Nicoletti et al.[36] have shown that spleen cells of SRA−/− mice immunized with maleylated murine serum albumin (Mal-MSA) exhibit significantly reduced proliferative responses to the antigen when compared to those observed in WT mice. Furthermore, addition of WT APCs rescued proliferative responses to Mal-MSA in splenocyte cultures derived from immunized SRA−/− mice. In addition, SRA has been suggested to play a role in the activation of macrophages in autoimmune diseases [37], such as type 1 diabetes [38] and atherosclerosis [3941]. In atherosclerosis, SRA has been implicated in mediating macrophage uptake of oxidized-low-density lipoprotein (ox-LDL) [3941]. Nevertheless, the role of SRA in activation of adaptive immune response was not fully understood. Here we investigated whether the possible mechanism by which SRA mediates disease initiation is through interaction between MOG35-55-specific CD4+ T cells and APCs. We isolated APCs from spleens of naïve SRA−/− or WT mice and tested their ability to induce proliferation and activation of MOG35-55-specific CD4+ T cells. These experiments demonstrate that APCs isolated from SRA−/− mice cause significantly less activation and proliferation of CD4+ T cells due to a reduction in the levels of pro-inflammatory cytokines produced when compared to APCs isolated from WT mice. Furthermore, we found a reduction in the Th2 cytokine IL-10. These results indicate that SRA plays an important role in the interaction between APCs and CD4+ T cells. Therefore, the reduction in the proliferation of CD4+ T cells observed in the presence of SRA−/− APCs may relate to the impaired activation of SRA−/− APCs as indicated by reduced levels of TNF-α and IL-6 and not to the secretion of anti-inflammatory cytokines such as IL-10. In addition, according to our results direct activation of CD4+ T-cells form SRA−/− using anti CD3 antibody showed that those cells are able to secrete cytokines as WT CD4+ T-cells. Moreover, it was shown as well by Haworth et al.[42] that SRA−/− intra-peritoneal macrophages, which were injected with LPS, release an increased amount of pro-inflammatory cytokines – TNF-α and IL-6 as compared to WT, suggesting that the SRA−/− macrophage can be activated. Therefore, our results suggest that SRA deficiency may affect APC and CD4-T-cell interaction leading to reduction of antigen specific CD4+ T-cell proliferation.

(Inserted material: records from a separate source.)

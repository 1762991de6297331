pub mod anchor;
pub mod apply;
pub mod connectivity;
pub mod edit;
pub mod error;
pub mod geometry;
pub mod highlight;
pub mod primitives;
pub mod settings;
pub mod store;
pub mod tracker;
pub mod transform;
pub mod types;
pub mod worker;

use std::path::Path;

use serde_json::Value;

pub use apply::apply_edit_events;
pub use edit::{EditEvent, EditEventLog, EditHost, Scene};
pub use error::InteractError;
pub use tracker::MouseElementTracker;
pub use transform::Matrix;
pub use types::{parse_circuit, AnyCircuitElement};

/// Read a circuit JSON file.
pub fn load_circuit(path: &Path) -> Result<Vec<AnyCircuitElement>, InteractError> {
    let data = std::fs::read_to_string(path)?;
    Ok(parse_circuit(&data)?)
}

/// Parse an edit event list. A single event object is accepted too.
pub fn parse_edit_events(json: &str) -> Result<Vec<EditEvent>, InteractError> {
    let events = match serde_json::from_str::<Value>(json)? {
        Value::Array(items) => items
            .into_iter()
            .map(serde_json::from_value)
            .collect::<Result<Vec<_>, _>>()?,
        single => vec![serde_json::from_value(single)?],
    };
    Ok(events)
}

pub fn load_edit_events(path: &Path) -> Result<Vec<EditEvent>, InteractError> {
    let data = std::fs::read_to_string(path)?;
    parse_edit_events(&data)
}

#[cfg(test)]
mod tests {
    use super::*;

    #[test]
    fn test_parse_event_list_and_single_event() {
        let list = r#"[
            {"edit_event_type": "edit_pcb_component_location", "edit_event_id": "e1",
             "pcb_component_id": "c1", "original_center": {"x": 0, "y": 0},
             "new_center": {"x": 1, "y": 2}, "in_progress": false, "created_at": 0},
            {"edit_event_type": "edit_schematic_component_location", "edit_event_id": "e2"}
        ]"#;
        let events = parse_edit_events(list).unwrap();
        assert_eq!(events.len(), 2);
        assert_eq!(events[0].id(), Some("e1"));
        assert_eq!(events[1], EditEvent::Unknown);

        let single = r#"{"edit_event_type": "edit_trace_hint", "edit_event_id": "e3",
            "pcb_port_id": "p", "pcb_trace_hint_id": "h", "in_progress": true, "created_at": 1}"#;
        assert_eq!(parse_edit_events(single).unwrap().len(), 1);
    }

    #[test]
    fn test_malformed_events_are_errors() {
        assert!(matches!(
            parse_edit_events("{not json"),
            Err(InteractError::Json(_))
        ));
        assert!(load_circuit(Path::new("/definitely/not/here.json")).is_err());
    }
}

The role of SRA in mediating the proliferation of CD8+ T cells was previously reported. SRA was suggested to mediate OVA-specific CD8+ T-cell proliferation in a cancer model, and SRA deficiency was found to promote the expansion and activation of cancer-specific CD8+ T lymphocytes [43]; however, it should be noted that this previous study investigated the effect of SRA on OVA-specific cytotoxic CD8+ T cells in a cancer model and not on endogenous CD4+ T cells in an autoimmune model as demonstrated in the current study.

Here we suggest that SRA may play a dual role in EAE progression. The interaction between SRA+ APCs to CD4+ T-cell is important for disease initiation against myelin antigen. However, as reported before [2224] in cell culture, phagocytosis of myelin by microglia is mediated by SRA and could result in beneficial remyelination, leading to regeneration of axons in the CNS. Thus, targeting specificly SRA expression in the periphery may reduce disease initiation and allow recovery mechanisms in the brain. The scavenger receptor family contains several different receptors that might also be important for APC activation in response to different antigens. Although we have demonstrated the important role of SRA-I/II in mediating autoimmune responses in EAE, other scavenger receptors might be found to be key players in MS and other autoimmune diseases. Therefore, targeting the activity of different scavenger receptors may prove useful in future diagnostic and therapeutic interventions in autoimmune diseases, such as MS.


In this study, we have shown the essential role of SRA in mediating pro-inflammatory CD4+ T-cell activation and proliferation, which is crucial for disease initiation and progression in EAE. Further studies of SRA-mediated cellular pathways in APCs may provide useful insights into the development of MS and other autoimmune diseases, providing future avenues for therapeutic intervention.